What does it mean to live together? During the pandemic, I’ve been pondering this question as my family and I lived with extended family in the suburbs. I certainly had more green space and square footage in the burbs but it came at the cost of having to rely on a car, not having a gym, and not seeing people even near my age. Of course, as a designer, living together takes on a totally new meaning. Designing spaces that foster a sense of warmth, a sense of privacy, as well as a sense of community is no simple task.

Since the pandemic, while people have migrated out of cities, others have migrated out of their solo arrangements to co-living spaces. I mean, who wants to go through shut-down alone? Co-living is becoming increasingly popular as a refuge for those needing more community and seeking the conveniences of a city-block, shrunk into a single building.

In the last few years, the term co-living has permeated cities across the globe from Berlin to San Francisco to Sydney as a real estate development phenomenon. Co-living spaces are move-in ready residences consisting of various sized apartments that have a copious amount of shared spaces. These spaces include gyms, dining areas,bars, offices, home theaters, as well as other home-like amenities. In addition, many incorporate innovative technology, and usually have a community coordinator to create events to amp up the fun. The best (or worst) part is that often individuals don’t know their roommates until they move in. However, before long, this living community can easily become your extended family.

Sound like college, Part 2? In some ways, it can resemble the on-campus experience. However, co-living buildings are a far cry from dormitories on both structural and social levels.  For a recent multi-family project , I combined the co-living framework along with my hospitality design lens to create a residential oasis, inspired by cultural and community history. Not to mention, I made sure it offered creative ways to socially interact.

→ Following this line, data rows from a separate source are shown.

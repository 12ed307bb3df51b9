//! Inspect Command Implementation

use std::fmt::Write as _;
use std::path::PathBuf;

use anyhow::{Context, Result};
use clap::Args;
use oneembed_core::{FeatureId, Key};
use oneembed_storage::FixedTable;

/// Print the metadata and selected rows of a fixed table
///
/// # Example
///
/// ```bash
/// oneembed inspect /data/user_table --key 42 --key -7
/// ```
#[derive(Args, Debug, Clone)]
pub struct InspectCommand {
    /// Directory of an existing fixed table
    pub table_dir: PathBuf,

    /// Feature ids whose stored rows should be printed
    #[arg(long = "key", allow_hyphen_values = true)]
    pub keys: Vec<FeatureId>,

    /// Number of leading values to print per row
    #[arg(long, default_value = "8")]
    pub max_values: usize,
}

impl InspectCommand {
    /// Execute the inspect command
    pub fn run(&self) -> Result<()> {
        print!("{}", self.describe()?);
        Ok(())
    }

    /// Renders the table metadata and the requested rows.
    pub fn describe(&self) -> Result<String> {
        let table = FixedTable::open_existing(&self.table_dir)
            .with_context(|| format!("Failed to open table in {}", self.table_dir.display()))?;
        let meta = table.meta();

        let mut out = String::new();
        writeln!(out, "embedding_name: {}", meta.embedding_name)?;
        writeln!(out, "embedding_size: {}", meta.embedding_size)?;
        writeln!(out, "optimizer: {}", meta.optimizer.name())?;
        writeln!(out, "record_bytes: {}", meta.record_bytes)?;
        writeln!(
            out,
            "block_size: {}, chunk_size: {}",
            meta.block_size, meta.chunk_size
        )?;
        writeln!(out, "rows: {}", table.len())?;
        writeln!(out, "last_step: {}", meta.last_step)?;

        for &id in &self.keys {
            let record = table
                .get(Key::from_id(id))
                .with_context(|| format!("Failed to read key {id}"))?;
            match record {
                Some(record) => {
                    let shown = &record.embedding[..record.embedding.len().min(self.max_values)];
                    let more = if shown.len() < record.embedding.len() {
                        " ..."
                    } else {
                        ""
                    };
                    writeln!(
                        out,
                        "key {id}: version {}, step {}, values {shown:?}{more}",
                        record.version,
                        record.state.step()
                    )?;
                }
                None => writeln!(out, "key {id}: not stored")?,
            }
        }
        Ok(out)
    }
}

For a specific demographic, (typically 24-37), this flexible model is ideal. Co-living is a lifestyle that comes with a range of flexible options from lease length, to furnished apartments, and health and wellness amenities. This living style is a great option for someone willing to explore a new city, and looking to meet new people; all without having to pack, move or pick out new furniture. (As you all know, moving is the pits!)

For millennials and future generations, co-living is going to be a constant housing fixture, especially in cities and metropolitan areas where housing is unaffordable. This living style will appeal to those who crave an exuberant, communal experience. For developers, if hotel occupancy rates don’t increase, it offers a good framework to pivot into, as work and living spaces coalesce.